The role of where we live on how we live: Building sustainable, inclusive communities
Newbury Room

The purpose of this session is to examine the importance of place in shaping life opportunities. Professor Hambleton will present an international perspective and, by drawing on examples of good city planning and physical environmental design, will identify leadership
lessons on how to create inclusive communities. Professor Dugan will present a local case study of the Massachusetts Healthy Aging Data Report project and highlight how communities shape healthy aging. A
consideration of how the places we are creating influence life chances and outcomes for different groups in society will guide the discussion.

  • Robin Hambleton, Professor of City Leadership, University of West England; Author, Leading the Inclusive City. Place-based innovation for a bounded planet (2015)  Session Material  Successful place-based leadership [PPTX]
  • Beth Dugan, PhD, Associate Professor, University of Massachusetts Boston and Massachusetts Healthy Aging Alliance  Session Material  Making healthy aging a priority in Massachusetts [PPTX]

Working Cities Challenge: Federal Reserve is leading this challenge to promote collaboration in select MA cities and towns to improve the lives of low-income individuals.
St. James Room

Boston Federal Reserve research showed that the variable that drove economic development in large post-industrial cities was the capacity of a city’s leaders to collaborate across sectors around a long term vision for their success. Through the Working Cities Challenge, the Fed has partnered with smaller cities in Massachusetts to create this collaborative, shared vision of systems change. This session will review the competitive process of selecting cities and the progress they have achieved in working toward a shared goal of improving lives of low-income residents.

  • Tamar Kotelchuck, Director, Working Cities Initiative, Federal Reserve Bank of Boston
  • Melissa Walsh, Director of Community Engagement and Chelsea Thrives

All About our Youth: Impacting economic opportunity for our next generation
Stuart Room

Hear how YouthBuild has impacted the lives of thousands of low-income young people, helping them gain control of their lives and become leaders in their communities. YouthBuild participants engage in supportive education programs and are paid to work in and re-build low-income communities through affordable housing. Since its founding, YouthBuild has expanded to 15 countries. YouthBuild International’s president will talk about its global impact, and what is next for its programming. We’ll also hear from a graduate of YouthBuild who is now a program associate, and who will share his first-hand account of the influence YouthBuild had in his life.

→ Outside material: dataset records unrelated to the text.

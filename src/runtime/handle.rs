//! Cloneable façade for talking to a running game.

use tokio::sync::{broadcast, mpsc, oneshot};

use super::actor::{GameActor, Request};
use super::error::{Result, RuntimeError};
use crate::core::{Command, DiceSource, GameState, RulesConfig, TokenId};
use crate::engine::{GameEngine, GameEvent};
use crate::rules::RulesEngine;

const REQUEST_CAPACITY: usize = 64;
const EVENT_CAPACITY: usize = 256;

/// Client-facing handle to a game actor.
///
/// The actor stops once every clone of the handle is dropped.
#[derive(Clone, Debug)]
pub struct GameHandle {
    request_tx: mpsc::Sender<Request>,
    events: broadcast::Sender<GameEvent>,
}

impl GameHandle {
    /// Spawn a classic game on the current tokio runtime.
    pub fn spawn(config: RulesConfig) -> Self {
        Self::spawn_engine(GameEngine::new(config))
    }

    /// Spawn an actor around an existing engine.
    pub fn spawn_engine<R, D>(engine: GameEngine<R, D>) -> Self
    where
        R: RulesEngine + Send + 'static,
        D: DiceSource + Send + 'static,
    {
        let (request_tx, request_rx) = mpsc::channel(REQUEST_CAPACITY);
        let (events, _) = broadcast::channel(EVENT_CAPACITY);

        let actor = GameActor::new(engine, request_rx, events.clone());
        tokio::spawn(actor.run());

        Self { request_tx, events }
    }

    /// Apply a command and return the events it produced.
    pub async fn dispatch(&self, command: Command) -> Result<Vec<GameEvent>> {
        let (reply, reply_rx) = oneshot::channel();
        self.send(Request::Dispatch { command, reply }).await?;
        reply_rx.await.map_err(RuntimeError::ReplyChannelClosed)
    }

    pub async fn roll(&self) -> Result<Vec<GameEvent>> {
        self.dispatch(Command::Roll).await
    }

    pub async fn move_token(&self, token: TokenId) -> Result<Vec<GameEvent>> {
        self.dispatch(Command::Move(token)).await
    }

    pub async fn pass(&self) -> Result<Vec<GameEvent>> {
        self.dispatch(Command::Pass).await
    }

    pub async fn reset(&self) -> Result<Vec<GameEvent>> {
        self.dispatch(Command::Reset).await
    }

    /// Move a token; a refused move comes back as [`RuntimeError::Rejected`].
    pub async fn try_move(&self, token: TokenId) -> Result<Vec<GameEvent>> {
        let (reply, reply_rx) = oneshot::channel();
        self.send(Request::TryMove { token, reply }).await?;
        Ok(reply_rx.await.map_err(RuntimeError::ReplyChannelClosed)??)
    }

    /// Snapshot of the current state.
    pub async fn state(&self) -> Result<GameState> {
        let (reply, reply_rx) = oneshot::channel();
        self.send(Request::QueryState { reply }).await?;
        reply_rx.await.map_err(RuntimeError::ReplyChannelClosed)
    }

    /// Stream of every event from now on.
    pub fn subscribe(&self) -> broadcast::Receiver<GameEvent> {
        self.events.subscribe()
    }

    async fn send(&self, request: Request) -> Result<()> {
        self.request_tx
            .send(request)
            .await
            .map_err(|_| RuntimeError::CommandChannelClosed)
    }
}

  • Dorothy Stoneman, PhD, Founder. YouthBuild
  • Tim Cross, President YouthBuild International
  • Lashon Amado YouthBuild participant
3:50pm-4:30pm

Looking forward: Shaping the Future of Inclusion
Georgian Room

Throughout his career, Senator Tom Harkin has been a champion of inclusion. Hear his insights regarding the future of inclusion, how our communities become stronger by engaging all members, and how inclusion can grow through our collaborative efforts. Be part of the change we want to see as we move forward in building inclusive communities.